**WORK REQUIRED**
Exactly as they appear below, repeat the lines from the one with "applied = Some(self.distribute(record)?);" through the one with "let script_path = self.deployment.init_script_path();", and no others.

**Stored items**
%%
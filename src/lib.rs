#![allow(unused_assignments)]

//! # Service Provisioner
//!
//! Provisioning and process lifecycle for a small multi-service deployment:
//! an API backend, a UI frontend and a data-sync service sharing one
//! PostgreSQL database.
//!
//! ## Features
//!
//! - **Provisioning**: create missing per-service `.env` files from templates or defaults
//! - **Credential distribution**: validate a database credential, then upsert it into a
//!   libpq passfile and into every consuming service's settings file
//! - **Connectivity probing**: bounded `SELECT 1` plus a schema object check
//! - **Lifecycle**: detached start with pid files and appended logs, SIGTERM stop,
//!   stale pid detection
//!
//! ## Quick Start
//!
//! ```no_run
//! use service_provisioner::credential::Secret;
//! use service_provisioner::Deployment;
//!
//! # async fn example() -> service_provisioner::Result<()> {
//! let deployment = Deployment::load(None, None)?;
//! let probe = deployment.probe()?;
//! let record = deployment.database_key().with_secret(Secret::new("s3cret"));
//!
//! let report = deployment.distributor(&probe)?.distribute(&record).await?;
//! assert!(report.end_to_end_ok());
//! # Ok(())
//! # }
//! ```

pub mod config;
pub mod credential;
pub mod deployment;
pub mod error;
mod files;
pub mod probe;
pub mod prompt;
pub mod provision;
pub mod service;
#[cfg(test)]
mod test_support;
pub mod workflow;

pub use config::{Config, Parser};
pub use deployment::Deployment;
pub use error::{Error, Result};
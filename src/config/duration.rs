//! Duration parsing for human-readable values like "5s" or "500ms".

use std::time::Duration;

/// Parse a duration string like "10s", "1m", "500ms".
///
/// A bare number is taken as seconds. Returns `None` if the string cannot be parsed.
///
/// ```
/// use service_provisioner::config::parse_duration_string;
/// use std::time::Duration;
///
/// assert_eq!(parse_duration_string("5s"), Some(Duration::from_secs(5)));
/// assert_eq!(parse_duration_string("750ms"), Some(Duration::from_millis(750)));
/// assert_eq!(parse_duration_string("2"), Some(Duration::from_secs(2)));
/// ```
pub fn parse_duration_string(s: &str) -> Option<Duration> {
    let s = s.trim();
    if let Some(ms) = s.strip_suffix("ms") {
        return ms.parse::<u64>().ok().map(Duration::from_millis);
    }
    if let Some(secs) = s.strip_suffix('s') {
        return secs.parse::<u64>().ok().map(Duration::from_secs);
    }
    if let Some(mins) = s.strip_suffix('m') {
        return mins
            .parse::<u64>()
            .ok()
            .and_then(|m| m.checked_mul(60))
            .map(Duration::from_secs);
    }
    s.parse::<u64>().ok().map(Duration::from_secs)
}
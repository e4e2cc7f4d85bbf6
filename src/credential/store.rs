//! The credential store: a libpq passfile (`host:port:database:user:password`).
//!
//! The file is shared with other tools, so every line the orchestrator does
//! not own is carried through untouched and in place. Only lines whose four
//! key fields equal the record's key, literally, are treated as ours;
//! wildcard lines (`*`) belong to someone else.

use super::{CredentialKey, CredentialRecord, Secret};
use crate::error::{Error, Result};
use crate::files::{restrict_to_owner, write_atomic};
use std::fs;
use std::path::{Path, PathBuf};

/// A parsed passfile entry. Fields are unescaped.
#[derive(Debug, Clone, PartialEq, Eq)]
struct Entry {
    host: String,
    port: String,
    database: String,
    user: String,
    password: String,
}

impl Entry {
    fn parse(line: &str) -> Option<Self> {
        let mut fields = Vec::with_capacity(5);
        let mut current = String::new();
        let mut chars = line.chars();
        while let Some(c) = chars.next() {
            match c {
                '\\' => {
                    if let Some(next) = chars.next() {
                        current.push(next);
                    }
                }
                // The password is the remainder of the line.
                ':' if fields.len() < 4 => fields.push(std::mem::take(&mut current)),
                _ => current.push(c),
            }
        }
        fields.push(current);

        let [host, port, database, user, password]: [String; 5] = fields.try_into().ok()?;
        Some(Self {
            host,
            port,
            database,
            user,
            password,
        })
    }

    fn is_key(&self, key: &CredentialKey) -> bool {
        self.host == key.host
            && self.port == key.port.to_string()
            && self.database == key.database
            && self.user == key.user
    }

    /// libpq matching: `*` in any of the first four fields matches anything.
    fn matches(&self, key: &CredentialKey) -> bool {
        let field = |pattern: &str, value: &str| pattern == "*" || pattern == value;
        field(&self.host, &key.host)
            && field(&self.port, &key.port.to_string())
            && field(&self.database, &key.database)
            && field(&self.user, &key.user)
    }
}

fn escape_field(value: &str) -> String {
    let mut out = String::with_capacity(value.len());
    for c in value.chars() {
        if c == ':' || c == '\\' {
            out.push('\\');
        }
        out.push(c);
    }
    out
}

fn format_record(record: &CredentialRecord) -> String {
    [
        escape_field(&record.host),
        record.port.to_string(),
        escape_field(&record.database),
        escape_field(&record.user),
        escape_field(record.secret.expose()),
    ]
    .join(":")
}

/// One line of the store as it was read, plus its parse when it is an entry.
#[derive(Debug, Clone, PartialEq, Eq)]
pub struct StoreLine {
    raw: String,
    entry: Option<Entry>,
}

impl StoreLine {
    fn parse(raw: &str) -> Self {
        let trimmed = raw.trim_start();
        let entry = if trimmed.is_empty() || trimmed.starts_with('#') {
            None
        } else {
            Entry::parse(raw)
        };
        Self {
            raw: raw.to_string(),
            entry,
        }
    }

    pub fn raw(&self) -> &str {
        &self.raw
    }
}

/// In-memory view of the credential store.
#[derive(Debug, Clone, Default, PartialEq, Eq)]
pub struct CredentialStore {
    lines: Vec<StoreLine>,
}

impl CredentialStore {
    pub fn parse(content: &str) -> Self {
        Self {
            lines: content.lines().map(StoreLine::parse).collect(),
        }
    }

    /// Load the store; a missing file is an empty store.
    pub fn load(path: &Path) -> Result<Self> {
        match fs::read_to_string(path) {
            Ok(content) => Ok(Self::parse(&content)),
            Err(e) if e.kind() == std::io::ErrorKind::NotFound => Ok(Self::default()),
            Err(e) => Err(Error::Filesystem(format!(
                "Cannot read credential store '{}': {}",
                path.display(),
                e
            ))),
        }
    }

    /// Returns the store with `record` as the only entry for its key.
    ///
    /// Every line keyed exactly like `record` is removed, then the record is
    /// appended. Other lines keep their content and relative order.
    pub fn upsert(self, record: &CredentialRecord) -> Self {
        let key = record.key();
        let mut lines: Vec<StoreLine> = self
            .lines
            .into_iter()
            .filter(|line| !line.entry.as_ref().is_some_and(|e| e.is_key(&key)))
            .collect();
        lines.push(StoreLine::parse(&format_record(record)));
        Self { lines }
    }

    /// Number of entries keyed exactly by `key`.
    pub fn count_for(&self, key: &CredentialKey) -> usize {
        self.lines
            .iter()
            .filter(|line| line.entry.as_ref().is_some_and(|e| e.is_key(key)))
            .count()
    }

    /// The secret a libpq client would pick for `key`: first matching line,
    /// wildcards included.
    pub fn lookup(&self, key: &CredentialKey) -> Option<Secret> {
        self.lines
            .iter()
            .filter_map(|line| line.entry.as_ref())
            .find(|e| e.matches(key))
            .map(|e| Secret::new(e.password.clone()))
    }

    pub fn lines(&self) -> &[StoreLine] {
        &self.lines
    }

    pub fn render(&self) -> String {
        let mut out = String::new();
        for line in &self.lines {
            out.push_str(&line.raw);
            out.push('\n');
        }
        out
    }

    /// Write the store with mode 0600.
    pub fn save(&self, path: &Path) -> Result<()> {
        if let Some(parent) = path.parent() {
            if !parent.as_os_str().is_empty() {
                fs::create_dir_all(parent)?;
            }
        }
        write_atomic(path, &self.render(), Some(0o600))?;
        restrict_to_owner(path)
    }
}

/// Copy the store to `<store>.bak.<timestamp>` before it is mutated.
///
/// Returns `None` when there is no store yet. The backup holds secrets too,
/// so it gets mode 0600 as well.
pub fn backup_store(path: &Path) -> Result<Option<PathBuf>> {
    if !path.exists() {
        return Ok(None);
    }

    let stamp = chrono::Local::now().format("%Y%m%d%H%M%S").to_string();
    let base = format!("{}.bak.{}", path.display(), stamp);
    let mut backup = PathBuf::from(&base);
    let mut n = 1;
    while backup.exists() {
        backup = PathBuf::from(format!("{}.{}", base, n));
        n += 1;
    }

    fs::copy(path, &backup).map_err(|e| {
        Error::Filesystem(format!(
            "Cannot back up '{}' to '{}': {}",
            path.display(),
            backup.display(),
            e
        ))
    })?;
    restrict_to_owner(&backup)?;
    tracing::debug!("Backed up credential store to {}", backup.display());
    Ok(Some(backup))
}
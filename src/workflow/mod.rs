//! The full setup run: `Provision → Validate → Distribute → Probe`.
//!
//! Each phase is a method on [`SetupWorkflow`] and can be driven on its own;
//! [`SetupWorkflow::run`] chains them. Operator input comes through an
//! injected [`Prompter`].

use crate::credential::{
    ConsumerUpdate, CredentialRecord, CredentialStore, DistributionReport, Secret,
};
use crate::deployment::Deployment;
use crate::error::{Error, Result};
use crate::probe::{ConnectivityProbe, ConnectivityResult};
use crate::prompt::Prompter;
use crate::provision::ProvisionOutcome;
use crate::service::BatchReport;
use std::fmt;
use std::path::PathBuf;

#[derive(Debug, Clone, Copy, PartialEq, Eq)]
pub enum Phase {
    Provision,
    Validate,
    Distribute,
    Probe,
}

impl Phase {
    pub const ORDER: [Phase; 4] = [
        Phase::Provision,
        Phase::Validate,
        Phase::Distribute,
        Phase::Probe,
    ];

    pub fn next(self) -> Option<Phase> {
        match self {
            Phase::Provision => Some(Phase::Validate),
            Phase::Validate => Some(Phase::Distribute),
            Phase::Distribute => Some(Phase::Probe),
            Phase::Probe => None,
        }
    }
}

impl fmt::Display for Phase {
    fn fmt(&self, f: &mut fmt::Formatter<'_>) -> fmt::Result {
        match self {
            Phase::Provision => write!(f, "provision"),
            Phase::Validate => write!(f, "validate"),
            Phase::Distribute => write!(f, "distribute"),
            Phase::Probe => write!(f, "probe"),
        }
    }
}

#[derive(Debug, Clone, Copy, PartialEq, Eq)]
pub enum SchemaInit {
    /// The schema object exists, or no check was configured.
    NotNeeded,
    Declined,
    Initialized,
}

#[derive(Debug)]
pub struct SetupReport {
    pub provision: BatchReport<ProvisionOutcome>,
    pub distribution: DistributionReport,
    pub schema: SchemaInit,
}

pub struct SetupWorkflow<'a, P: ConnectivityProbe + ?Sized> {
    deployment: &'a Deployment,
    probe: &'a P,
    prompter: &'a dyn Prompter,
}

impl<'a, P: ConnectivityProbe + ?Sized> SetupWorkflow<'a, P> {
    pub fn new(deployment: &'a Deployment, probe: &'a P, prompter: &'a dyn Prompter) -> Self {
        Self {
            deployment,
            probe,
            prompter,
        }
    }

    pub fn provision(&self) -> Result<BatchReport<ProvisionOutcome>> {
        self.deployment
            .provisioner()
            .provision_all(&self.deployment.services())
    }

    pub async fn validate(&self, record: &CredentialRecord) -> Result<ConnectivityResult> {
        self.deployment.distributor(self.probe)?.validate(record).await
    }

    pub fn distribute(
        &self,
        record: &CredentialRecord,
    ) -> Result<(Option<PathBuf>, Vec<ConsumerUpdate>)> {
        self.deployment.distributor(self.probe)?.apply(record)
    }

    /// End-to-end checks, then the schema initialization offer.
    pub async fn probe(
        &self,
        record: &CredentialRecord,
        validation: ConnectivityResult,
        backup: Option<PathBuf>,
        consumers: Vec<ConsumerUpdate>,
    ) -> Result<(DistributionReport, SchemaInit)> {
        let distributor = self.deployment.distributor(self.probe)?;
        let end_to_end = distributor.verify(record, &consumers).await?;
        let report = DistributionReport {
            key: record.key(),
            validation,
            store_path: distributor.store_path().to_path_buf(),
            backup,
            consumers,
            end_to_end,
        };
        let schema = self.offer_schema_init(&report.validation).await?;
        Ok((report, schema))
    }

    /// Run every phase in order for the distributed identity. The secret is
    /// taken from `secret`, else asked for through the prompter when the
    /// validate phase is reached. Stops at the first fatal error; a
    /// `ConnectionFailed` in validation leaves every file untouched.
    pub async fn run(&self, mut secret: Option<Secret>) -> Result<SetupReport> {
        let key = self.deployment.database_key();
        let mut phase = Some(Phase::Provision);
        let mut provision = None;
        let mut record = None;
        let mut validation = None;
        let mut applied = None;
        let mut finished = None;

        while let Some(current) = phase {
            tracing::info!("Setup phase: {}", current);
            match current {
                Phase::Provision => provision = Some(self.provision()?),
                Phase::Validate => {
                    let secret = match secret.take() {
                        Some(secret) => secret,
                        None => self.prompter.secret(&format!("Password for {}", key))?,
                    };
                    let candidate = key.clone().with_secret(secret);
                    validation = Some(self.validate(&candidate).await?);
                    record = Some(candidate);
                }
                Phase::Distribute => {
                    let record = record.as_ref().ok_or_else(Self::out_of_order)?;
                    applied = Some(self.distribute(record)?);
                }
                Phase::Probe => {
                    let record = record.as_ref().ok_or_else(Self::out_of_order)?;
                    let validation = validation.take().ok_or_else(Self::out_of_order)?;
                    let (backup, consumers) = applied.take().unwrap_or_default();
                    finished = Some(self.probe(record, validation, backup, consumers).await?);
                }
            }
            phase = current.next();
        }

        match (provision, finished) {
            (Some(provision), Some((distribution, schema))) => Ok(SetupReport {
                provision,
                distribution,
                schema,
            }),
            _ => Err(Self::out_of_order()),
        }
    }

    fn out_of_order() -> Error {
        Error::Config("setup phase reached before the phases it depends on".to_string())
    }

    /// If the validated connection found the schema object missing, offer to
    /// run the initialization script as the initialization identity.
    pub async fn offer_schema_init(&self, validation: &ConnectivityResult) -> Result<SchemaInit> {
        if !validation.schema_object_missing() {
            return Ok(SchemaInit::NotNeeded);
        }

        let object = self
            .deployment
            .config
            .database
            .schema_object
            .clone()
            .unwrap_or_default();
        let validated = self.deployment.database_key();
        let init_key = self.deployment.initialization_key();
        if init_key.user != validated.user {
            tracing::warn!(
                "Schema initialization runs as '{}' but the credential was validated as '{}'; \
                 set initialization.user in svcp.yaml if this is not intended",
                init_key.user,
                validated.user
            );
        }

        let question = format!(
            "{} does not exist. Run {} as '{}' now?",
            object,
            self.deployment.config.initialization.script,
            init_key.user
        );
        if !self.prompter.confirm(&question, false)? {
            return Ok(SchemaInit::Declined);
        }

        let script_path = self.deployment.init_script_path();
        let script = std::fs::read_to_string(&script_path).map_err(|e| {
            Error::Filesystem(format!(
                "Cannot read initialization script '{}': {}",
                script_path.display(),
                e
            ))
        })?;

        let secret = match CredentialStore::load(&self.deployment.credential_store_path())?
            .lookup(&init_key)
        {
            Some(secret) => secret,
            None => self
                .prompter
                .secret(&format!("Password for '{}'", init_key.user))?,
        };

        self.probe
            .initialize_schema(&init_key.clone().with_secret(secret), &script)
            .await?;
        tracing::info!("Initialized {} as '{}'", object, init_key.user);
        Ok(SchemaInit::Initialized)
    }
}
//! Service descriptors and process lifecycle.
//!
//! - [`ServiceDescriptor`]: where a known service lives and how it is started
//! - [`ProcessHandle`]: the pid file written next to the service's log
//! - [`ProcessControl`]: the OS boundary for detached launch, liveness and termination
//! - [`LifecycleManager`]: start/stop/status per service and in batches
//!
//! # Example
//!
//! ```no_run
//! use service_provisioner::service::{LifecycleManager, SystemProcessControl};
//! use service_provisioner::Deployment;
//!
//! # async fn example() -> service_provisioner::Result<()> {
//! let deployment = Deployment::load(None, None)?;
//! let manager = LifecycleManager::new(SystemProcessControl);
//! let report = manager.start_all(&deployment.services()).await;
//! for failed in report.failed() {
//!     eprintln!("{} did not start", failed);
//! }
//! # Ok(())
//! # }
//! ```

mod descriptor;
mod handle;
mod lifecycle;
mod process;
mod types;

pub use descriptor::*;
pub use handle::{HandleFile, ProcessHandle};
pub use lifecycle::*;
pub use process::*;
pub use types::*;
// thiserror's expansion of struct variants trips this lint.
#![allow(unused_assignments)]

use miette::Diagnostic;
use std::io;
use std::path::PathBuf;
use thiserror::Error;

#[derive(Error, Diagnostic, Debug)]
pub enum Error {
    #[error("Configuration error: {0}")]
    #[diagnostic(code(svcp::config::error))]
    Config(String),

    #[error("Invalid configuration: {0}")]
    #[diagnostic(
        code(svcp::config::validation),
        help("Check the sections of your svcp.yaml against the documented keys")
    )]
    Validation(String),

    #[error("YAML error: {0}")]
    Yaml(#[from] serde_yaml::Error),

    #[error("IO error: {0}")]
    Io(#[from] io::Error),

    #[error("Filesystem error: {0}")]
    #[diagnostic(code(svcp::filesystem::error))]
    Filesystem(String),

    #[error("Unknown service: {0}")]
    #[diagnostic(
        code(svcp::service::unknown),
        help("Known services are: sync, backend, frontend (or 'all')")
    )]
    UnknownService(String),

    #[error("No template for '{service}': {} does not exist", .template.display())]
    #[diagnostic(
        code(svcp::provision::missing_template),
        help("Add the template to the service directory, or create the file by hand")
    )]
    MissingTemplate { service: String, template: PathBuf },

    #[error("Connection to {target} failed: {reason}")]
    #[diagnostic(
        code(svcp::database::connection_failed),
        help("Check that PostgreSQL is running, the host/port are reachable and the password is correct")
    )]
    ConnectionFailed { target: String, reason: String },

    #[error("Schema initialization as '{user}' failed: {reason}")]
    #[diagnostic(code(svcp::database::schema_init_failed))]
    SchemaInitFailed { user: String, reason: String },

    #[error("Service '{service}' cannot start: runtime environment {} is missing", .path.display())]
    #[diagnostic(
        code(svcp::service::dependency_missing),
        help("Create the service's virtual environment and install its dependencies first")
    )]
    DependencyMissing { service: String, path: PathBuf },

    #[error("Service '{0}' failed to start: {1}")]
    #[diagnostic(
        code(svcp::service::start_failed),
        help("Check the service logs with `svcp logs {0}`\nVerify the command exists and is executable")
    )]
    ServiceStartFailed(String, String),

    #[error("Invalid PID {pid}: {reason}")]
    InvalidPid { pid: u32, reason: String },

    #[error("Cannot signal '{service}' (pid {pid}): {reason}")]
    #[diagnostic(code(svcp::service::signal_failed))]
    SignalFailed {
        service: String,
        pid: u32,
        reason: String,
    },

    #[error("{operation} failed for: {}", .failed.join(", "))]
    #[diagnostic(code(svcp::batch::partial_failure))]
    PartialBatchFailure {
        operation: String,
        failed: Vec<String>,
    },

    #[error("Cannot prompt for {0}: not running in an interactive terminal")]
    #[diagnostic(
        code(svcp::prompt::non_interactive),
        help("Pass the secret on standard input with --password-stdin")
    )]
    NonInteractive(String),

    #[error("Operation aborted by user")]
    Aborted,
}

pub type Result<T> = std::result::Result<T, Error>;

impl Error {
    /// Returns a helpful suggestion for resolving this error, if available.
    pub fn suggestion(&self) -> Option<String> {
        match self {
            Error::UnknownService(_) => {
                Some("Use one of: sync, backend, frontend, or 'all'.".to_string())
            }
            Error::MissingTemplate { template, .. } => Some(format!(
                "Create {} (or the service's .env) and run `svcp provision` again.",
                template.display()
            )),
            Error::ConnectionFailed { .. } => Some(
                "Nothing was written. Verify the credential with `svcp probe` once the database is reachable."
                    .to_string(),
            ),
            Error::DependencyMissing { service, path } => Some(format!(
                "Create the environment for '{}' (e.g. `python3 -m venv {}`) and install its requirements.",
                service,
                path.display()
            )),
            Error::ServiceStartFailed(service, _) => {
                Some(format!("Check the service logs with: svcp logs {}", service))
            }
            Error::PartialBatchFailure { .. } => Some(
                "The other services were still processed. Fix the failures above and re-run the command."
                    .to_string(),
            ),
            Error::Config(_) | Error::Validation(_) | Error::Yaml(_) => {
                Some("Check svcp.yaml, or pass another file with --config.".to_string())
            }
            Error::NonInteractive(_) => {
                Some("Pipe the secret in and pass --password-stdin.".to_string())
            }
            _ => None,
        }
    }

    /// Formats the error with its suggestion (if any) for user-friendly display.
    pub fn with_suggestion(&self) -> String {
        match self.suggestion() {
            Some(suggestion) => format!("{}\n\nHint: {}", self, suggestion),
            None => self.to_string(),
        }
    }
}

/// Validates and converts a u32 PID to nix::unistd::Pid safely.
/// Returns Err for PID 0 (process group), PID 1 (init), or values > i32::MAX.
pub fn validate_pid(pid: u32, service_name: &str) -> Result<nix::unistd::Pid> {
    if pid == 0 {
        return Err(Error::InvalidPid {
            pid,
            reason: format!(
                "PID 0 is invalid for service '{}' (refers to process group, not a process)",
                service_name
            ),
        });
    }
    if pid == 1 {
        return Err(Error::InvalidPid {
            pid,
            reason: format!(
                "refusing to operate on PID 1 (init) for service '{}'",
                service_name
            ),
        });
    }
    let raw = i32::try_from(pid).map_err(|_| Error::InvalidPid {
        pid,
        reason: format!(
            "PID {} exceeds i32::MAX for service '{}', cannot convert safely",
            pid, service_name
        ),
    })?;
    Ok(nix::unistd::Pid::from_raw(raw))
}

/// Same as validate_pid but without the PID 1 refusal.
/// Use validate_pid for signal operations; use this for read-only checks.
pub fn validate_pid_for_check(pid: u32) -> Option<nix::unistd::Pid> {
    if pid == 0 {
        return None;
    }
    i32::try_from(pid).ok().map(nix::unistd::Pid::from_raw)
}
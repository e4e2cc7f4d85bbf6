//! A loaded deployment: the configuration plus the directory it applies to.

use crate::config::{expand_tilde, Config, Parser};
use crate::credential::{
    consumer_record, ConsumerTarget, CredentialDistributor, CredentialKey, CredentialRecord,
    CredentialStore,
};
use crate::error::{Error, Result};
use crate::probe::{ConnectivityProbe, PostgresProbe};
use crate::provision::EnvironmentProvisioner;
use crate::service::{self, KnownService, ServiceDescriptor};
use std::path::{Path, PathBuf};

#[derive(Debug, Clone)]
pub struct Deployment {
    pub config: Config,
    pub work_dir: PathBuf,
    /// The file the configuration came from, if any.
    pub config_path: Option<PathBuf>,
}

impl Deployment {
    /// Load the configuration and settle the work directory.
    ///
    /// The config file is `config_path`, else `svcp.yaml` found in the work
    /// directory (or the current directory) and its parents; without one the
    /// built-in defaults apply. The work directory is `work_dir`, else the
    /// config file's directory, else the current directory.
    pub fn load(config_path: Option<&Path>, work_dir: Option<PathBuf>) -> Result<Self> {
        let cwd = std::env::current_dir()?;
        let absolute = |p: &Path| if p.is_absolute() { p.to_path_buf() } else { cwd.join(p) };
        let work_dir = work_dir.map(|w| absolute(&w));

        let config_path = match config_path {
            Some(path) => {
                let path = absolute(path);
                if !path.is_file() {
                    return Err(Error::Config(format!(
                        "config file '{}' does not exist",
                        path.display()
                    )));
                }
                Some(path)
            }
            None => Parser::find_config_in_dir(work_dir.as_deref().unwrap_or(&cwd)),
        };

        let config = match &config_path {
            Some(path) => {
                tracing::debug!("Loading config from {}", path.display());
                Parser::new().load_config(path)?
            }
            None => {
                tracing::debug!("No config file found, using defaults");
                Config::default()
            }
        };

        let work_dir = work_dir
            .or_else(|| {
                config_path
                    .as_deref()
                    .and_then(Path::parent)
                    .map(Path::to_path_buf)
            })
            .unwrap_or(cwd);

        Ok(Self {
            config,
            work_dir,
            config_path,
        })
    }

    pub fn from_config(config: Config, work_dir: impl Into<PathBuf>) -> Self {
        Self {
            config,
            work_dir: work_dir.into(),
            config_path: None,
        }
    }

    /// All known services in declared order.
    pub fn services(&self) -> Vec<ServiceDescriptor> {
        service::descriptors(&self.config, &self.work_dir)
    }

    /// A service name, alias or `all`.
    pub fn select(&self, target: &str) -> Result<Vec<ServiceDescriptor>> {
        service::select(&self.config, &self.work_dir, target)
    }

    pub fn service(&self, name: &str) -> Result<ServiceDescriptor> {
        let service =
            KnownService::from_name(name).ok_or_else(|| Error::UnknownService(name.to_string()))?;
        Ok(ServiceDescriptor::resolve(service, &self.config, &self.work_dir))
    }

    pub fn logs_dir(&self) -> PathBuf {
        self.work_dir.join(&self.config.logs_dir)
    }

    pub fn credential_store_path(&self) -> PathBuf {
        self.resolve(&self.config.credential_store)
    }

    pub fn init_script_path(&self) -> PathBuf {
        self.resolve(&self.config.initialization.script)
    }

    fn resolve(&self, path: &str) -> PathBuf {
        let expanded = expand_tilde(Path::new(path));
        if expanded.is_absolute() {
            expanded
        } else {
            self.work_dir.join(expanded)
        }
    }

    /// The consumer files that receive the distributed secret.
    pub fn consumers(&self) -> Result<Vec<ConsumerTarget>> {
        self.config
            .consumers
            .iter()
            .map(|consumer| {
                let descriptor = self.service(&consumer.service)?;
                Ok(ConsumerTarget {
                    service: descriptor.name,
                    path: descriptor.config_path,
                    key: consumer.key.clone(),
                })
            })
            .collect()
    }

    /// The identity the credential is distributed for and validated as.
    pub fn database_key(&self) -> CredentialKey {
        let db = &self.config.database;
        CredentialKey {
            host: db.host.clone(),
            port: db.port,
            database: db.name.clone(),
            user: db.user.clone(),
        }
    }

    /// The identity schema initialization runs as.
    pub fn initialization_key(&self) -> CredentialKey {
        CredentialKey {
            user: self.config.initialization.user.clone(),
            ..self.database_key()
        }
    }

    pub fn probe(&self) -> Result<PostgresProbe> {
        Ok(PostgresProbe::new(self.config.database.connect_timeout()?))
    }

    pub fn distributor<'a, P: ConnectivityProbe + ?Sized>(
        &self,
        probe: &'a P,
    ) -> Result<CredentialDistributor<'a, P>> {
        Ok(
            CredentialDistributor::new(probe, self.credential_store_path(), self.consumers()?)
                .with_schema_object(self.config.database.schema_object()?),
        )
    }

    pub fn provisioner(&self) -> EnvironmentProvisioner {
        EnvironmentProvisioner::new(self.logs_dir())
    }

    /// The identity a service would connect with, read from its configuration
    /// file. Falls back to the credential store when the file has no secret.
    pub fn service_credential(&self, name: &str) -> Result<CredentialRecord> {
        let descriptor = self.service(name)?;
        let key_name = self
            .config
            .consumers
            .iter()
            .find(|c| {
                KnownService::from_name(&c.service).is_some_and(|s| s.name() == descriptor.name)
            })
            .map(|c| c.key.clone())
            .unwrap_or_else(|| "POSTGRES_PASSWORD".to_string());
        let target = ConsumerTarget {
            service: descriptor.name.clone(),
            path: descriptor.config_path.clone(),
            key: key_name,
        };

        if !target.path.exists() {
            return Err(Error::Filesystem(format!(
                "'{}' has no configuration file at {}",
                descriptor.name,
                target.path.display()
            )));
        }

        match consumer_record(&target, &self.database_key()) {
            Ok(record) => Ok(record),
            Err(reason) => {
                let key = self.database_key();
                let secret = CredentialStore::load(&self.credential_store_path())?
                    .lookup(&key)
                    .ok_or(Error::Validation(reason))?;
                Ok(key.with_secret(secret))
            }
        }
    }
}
%%
**RESPONSE**
                    applied = Some(self.distribute(record)?);
                }
                Phase::Probe => {
                    let record = record.as_ref().ok_or_else(Self::out_of_order)?;
                    let validation = validation.take().ok_or_else(Self::out_of_order)?;
                    let (backup, consumers) = applied.take().unwrap_or_default();
                    finished = Some(self.probe(record, validation, backup, consumers).await?);
                }
            }
            phase = current.next();
        }

        match (provision, finished) {
            (Some(provision), Some((distribution, schema))) => Ok(SetupReport {
                provision,
                distribution,
                schema,
            }),
            _ => Err(Self::out_of_order()),
        }
    }

    fn out_of_order() -> Error {
        Error::Config("setup phase reached before the phases it depends on".to_string())
    }

    /// If the validated connection found the schema object missing, offer to
    /// run the initialization script as the initialization identity.
    pub async fn offer_schema_init(&self, validation: &ConnectivityResult) -> Result<SchemaInit> {
        if !validation.schema_object_missing() {
            return Ok(SchemaInit::NotNeeded);
        }

        let object = self
            .deployment
            .config
            .database
            .schema_object
            .clone()
            .unwrap_or_default();
        let validated = self.deployment.database_key();
        let init_key = self.deployment.initialization_key();
        if init_key.user != validated.user {
            tracing::warn!(
                "Schema initialization runs as '{}' but the credential was validated as '{}'; \
                 set initialization.user in svcp.yaml if this is not intended",
                init_key.user,
                validated.user
            );
        }

        let question = format!(
            "{} does not exist. Run {} as '{}' now?",
            object,
            self.deployment.config.initialization.script,
            init_key.user
        );
        if !self.prompter.confirm(&question, false)? {
            return Ok(SchemaInit::Declined);
        }

        let script_path = self.deployment.init_script_path();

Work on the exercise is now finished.